→ **PROBLEM**
From the entries, filter out every line that lacks "bool" and copy the rest.

→ **DATA**
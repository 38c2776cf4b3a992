use std::process::Stdio;
use std::time::Instant;

use async_trait::async_trait;
use serde_json::Value;
use tokio::io::{AsyncBufReadExt, AsyncWriteExt, BufReader};
use tokio::process::Command;
use tracing::{debug, info, warn};

use super::stream::{ContentBlock, StreamEvent, describe_tool_use};
use super::{AgentGateway, AgentRequest};
use crate::errors::GatewayError;
use crate::util::{extract_json_object, truncate_chars};

/// Runs each request as a one-shot `claude --print` process and reads the
/// stream-json events it writes to stdout.
#[derive(Debug, Clone)]
pub struct ClaudeGateway {
    cmd: String,
    skip_permissions: bool,
}

impl ClaudeGateway {
    pub fn new(cmd: impl Into<String>, skip_permissions: bool) -> Self {
        Self {
            cmd: cmd.into(),
            skip_permissions,
        }
    }

    pub fn command_args(&self, request: &AgentRequest) -> Vec<String> {
        let mut args = vec![
            "--print".to_string(),
            "--output-format".to_string(),
            "stream-json".to_string(),
            "--verbose".to_string(),
            "--model".to_string(),
            request.model.clone(),
        ];
        if self.skip_permissions {
            args.push("--dangerously-skip-permissions".to_string());
        } else {
            args.push("--permission-mode".to_string());
            args.push("acceptEdits".to_string());
        }
        if !request.allowed_tools.is_empty() {
            args.push("--allowedTools".to_string());
            args.push(request.allowed_tools.join(","));
        }
        args.push("--json-schema".to_string());
        args.push(request.schema.to_string());
        args
    }

    /// Instructions plus the schema restated in the prompt, for CLI versions
    /// that ignore `--json-schema`.
    pub fn prompt_for(request: &AgentRequest) -> String {
        format!(
            "{}\n\nRespond with a single JSON object matching this schema:\n```json\n{}\n```\n",
            request.instructions,
            serde_json::to_string_pretty(&request.schema).unwrap_or_default()
        )
    }
}

/// Prefer the CLI's validated structured output, falling back to the first
/// JSON object in the final result text.
pub fn structured_from_result(
    structured: Option<Value>,
    result_text: Option<&str>,
) -> Option<Value> {
    structured.or_else(|| {
        result_text
            .and_then(extract_json_object)
            .and_then(|json| serde_json::from_str(json).ok())
    })
}

#[async_trait]
impl AgentGateway for ClaudeGateway {
    async fn invoke(&self, request: &AgentRequest) -> Result<Option<Value>, GatewayError> {
        let args = self.command_args(request);
        debug!(
            cmd = %self.cmd,
            model = %request.model,
            cwd = %request.cwd.display(),
            "Spawning agent"
        );

        let start = Instant::now();
        let mut child = Command::new(&self.cmd)
            .args(&args)
            .current_dir(&request.cwd)
            .stdin(Stdio::piped())
            .stdout(Stdio::piped())
            .stderr(Stdio::null())
            .kill_on_drop(true)
            .spawn()
            .map_err(|source| GatewayError::Spawn {
                cmd: self.cmd.clone(),
                source,
            })?;

        if let Some(mut stdin) = child.stdin.take() {
            stdin.write_all(Self::prompt_for(request).as_bytes()).await?;
            stdin.shutdown().await?;
        }

        let mut structured = None;
        let mut result_text = None;
        let mut reported_error = false;

        if let Some(stdout) = child.stdout.take() {
            let mut lines = BufReader::new(stdout).lines();
            while let Some(line) = lines.next_line().await? {
                if line.trim().is_empty() {
                    continue;
                }
                let Ok(event) = serde_json::from_str::<StreamEvent>(&line) else {
                    continue;
                };
                match event {
                    StreamEvent::Assistant { message, .. } => {
                        for block in message.content {
                            match block {
                                ContentBlock::ToolUse { name, input } => {
                                    debug!("{}", describe_tool_use(&name, &input));
                                }
                                ContentBlock::Text { text } => {
                                    debug!(text = %truncate_chars(text.trim(), 80), "Agent says");
                                }
                                ContentBlock::Other => {}
                            }
                        }
                    }
                    StreamEvent::Result {
                        result,
                        is_error,
                        structured_output,
                        ..
                    } => {
                        reported_error = is_error;
                        result_text = result;
                        structured = structured_output;
                    }
                    StreamEvent::User { .. } | StreamEvent::System { .. } => {}
                }
            }
        }

        let status = child.wait().await?;
        info!(
            elapsed_secs = start.elapsed().as_secs_f64(),
            exit = status.code().unwrap_or(-1),
            "Agent finished"
        );
        if !status.success() {
            return Err(GatewayError::NonZeroExit {
                exit_code: status.code().unwrap_or(-1),
            });
        }
        if reported_error {
            warn!("Agent reported an error result");
            return Ok(None);
        }
        Ok(structured_from_result(structured, result_text.as_deref()))
    }
}
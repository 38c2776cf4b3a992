//! Work item tracking: the data model, its merge reducers, the in-memory
//! state shared by phases and the on-disk store.

pub mod models;
pub mod reducers;
pub mod state;
pub mod store;

pub use models::{
    Fix, FixStatus, ItemStatus, ReproApproach, ReproChance, Severity, WorkItem, WorkItemId,
};
pub use state::{HuntState, StateUpdate};
pub use store::{ClearSummary, ItemStore, StoreLock};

→ **SOLVED PROBLEM**
    skip_permissions: bool,
    pub fn new(cmd: impl Into<String>, skip_permissions: bool) -> Self {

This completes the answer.